[Collected data]
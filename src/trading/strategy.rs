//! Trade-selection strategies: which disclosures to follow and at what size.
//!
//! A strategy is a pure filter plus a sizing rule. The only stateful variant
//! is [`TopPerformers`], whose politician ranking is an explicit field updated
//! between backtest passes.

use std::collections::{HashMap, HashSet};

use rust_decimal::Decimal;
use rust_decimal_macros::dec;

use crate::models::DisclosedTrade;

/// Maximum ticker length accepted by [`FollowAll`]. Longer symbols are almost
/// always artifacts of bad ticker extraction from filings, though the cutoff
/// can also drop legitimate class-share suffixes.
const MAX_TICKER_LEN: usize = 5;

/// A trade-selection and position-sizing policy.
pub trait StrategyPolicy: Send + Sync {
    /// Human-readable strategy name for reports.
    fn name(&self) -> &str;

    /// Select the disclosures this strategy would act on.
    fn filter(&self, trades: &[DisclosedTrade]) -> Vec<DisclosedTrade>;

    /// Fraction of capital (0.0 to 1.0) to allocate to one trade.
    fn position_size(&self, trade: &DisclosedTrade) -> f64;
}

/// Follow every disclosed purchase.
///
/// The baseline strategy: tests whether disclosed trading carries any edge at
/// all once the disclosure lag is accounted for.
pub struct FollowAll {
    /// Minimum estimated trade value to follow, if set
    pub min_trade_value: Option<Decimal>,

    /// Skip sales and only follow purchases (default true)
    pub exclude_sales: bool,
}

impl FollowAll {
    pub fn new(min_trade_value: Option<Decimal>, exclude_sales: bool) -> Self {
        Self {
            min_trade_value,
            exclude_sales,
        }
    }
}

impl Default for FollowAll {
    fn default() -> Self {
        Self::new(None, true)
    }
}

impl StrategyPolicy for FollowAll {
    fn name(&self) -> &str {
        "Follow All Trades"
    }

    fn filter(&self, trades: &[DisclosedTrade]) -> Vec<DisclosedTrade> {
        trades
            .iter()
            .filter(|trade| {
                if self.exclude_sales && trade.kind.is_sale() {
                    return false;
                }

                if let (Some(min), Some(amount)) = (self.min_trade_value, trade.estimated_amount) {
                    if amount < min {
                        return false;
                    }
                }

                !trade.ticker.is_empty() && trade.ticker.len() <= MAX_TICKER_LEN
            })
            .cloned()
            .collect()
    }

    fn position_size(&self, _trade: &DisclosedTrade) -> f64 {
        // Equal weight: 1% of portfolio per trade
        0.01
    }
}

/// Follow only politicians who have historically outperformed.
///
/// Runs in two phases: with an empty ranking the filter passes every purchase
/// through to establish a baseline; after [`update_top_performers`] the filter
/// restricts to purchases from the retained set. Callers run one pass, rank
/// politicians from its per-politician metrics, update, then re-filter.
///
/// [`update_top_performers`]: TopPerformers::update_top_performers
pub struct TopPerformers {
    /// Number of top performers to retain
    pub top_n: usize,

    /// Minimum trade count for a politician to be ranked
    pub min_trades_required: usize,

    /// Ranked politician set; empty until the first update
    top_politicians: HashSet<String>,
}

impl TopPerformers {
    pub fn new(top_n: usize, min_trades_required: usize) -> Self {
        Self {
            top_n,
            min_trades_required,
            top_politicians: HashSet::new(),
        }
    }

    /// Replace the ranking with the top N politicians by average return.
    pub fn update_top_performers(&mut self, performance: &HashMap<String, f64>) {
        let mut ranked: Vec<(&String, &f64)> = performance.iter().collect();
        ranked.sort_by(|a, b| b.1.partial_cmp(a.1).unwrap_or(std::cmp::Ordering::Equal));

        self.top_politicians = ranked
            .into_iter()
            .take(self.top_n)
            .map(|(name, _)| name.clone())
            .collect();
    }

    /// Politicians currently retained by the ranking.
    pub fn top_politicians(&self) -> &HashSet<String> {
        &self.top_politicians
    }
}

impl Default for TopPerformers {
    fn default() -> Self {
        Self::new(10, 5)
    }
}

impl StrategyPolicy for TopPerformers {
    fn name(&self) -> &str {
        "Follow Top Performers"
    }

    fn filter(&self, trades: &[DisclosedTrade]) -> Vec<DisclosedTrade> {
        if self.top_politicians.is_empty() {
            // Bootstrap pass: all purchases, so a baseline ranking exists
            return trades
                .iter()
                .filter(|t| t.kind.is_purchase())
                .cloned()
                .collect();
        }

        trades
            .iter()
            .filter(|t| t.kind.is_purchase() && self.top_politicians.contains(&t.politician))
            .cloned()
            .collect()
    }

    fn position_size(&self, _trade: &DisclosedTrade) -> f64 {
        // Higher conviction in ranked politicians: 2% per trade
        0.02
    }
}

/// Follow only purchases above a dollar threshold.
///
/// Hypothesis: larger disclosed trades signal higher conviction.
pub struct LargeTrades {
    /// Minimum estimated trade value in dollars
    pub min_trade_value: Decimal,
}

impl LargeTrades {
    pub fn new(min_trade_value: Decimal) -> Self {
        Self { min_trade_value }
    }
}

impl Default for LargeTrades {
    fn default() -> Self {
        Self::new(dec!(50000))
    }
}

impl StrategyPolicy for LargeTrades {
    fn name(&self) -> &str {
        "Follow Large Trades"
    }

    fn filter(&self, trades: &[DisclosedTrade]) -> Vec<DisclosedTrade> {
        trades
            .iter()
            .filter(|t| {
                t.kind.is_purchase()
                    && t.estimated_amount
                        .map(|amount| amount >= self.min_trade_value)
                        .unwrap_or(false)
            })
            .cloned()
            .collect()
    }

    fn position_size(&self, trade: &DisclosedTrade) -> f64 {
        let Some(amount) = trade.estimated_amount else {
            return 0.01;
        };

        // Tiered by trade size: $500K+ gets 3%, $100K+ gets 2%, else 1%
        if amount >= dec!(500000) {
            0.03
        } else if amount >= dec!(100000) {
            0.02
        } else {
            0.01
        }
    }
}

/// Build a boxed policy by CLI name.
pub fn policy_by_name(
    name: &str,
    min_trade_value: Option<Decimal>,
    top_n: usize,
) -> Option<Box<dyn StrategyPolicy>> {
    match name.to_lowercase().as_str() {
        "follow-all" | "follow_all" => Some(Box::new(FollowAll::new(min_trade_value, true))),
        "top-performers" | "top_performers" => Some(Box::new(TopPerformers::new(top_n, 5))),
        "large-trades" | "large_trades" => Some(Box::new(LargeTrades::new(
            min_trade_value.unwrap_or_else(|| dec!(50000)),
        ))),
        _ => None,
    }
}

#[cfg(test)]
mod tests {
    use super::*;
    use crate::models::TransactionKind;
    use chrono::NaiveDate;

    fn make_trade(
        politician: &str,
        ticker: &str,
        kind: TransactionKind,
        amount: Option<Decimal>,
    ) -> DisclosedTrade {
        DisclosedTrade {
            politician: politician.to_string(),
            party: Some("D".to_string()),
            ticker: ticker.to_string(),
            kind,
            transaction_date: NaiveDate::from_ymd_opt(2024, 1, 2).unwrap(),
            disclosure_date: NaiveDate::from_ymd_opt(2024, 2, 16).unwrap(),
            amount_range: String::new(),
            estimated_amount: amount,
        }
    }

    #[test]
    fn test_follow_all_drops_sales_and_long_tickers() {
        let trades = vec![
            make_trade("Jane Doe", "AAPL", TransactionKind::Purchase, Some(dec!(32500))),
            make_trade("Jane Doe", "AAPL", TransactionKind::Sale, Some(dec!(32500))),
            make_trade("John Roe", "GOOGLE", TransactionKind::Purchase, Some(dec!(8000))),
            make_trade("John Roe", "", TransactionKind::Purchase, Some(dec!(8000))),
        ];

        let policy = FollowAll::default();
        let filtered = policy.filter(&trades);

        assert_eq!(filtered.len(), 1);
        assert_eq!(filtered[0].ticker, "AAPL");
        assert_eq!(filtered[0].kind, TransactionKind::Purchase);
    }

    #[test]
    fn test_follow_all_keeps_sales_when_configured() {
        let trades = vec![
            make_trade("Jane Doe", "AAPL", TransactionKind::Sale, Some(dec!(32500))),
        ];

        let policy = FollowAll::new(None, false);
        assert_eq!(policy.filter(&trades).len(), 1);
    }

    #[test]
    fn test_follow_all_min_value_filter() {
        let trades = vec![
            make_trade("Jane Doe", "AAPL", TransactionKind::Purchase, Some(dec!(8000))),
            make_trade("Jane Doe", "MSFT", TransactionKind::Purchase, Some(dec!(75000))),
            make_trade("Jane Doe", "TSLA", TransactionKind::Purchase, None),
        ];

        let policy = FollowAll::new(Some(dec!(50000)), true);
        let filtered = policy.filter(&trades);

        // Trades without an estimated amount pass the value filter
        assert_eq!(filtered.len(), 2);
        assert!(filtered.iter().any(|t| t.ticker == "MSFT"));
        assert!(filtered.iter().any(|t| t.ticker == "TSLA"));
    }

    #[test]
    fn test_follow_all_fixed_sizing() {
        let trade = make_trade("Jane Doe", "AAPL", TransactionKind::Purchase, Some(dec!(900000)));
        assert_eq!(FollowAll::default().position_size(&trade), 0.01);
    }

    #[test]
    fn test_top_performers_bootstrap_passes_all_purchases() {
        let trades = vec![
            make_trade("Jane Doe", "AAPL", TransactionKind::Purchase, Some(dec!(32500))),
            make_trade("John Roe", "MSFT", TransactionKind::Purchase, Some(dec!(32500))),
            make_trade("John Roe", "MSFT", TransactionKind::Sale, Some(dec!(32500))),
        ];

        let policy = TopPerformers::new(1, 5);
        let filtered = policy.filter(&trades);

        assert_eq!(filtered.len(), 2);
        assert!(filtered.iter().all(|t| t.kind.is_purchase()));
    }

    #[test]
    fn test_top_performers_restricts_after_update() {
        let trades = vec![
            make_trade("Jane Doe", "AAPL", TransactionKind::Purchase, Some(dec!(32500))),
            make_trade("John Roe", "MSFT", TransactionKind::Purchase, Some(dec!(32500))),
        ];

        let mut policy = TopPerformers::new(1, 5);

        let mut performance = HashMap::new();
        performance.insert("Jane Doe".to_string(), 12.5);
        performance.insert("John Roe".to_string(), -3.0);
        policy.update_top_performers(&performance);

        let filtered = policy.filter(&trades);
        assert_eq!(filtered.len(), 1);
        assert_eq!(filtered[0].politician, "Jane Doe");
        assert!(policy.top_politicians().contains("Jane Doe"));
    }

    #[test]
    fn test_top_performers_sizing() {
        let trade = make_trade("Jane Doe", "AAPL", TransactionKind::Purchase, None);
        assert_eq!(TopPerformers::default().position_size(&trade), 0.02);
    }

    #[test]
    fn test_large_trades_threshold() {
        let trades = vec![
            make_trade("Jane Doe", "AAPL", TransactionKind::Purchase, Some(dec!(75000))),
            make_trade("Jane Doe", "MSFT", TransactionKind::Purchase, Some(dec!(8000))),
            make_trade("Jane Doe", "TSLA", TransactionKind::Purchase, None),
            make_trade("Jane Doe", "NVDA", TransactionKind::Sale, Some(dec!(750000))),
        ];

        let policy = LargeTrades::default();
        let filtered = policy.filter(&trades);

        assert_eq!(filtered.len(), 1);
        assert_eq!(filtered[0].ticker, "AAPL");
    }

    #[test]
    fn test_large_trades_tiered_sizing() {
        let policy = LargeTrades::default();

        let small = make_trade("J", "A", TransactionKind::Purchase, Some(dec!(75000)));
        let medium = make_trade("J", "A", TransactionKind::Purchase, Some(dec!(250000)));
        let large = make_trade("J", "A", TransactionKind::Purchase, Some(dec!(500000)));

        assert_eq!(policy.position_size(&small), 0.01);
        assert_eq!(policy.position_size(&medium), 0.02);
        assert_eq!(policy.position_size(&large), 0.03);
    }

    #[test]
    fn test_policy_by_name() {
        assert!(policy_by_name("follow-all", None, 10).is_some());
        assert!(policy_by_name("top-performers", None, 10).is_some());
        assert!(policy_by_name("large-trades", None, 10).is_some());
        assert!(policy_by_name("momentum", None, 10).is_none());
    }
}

_PROMPT_.
Retype the lines above without alteration. The first is the one containing "assert_eq!(policy.position_size(&small), 0.01);", and the last is the final line of the data.

_SOLVED EXERCISE_.
        assert_eq!(policy.position_size(&small), 0.01);
        assert_eq!(policy.position_size(&medium), 0.02);
        assert_eq!(policy.position_size(&large), 0.03);
    }

    #[test]
    fn test_policy_by_name() {
        assert!(policy_by_name("follow-all", None, 10).is_some());
        assert!(policy_by_name("top-performers", None, 10).is_some());
        assert!(policy_by_name("large-trades", None, 10).is_some());
        assert!(policy_by_name("momentum", None, 10).is_none());
    }
}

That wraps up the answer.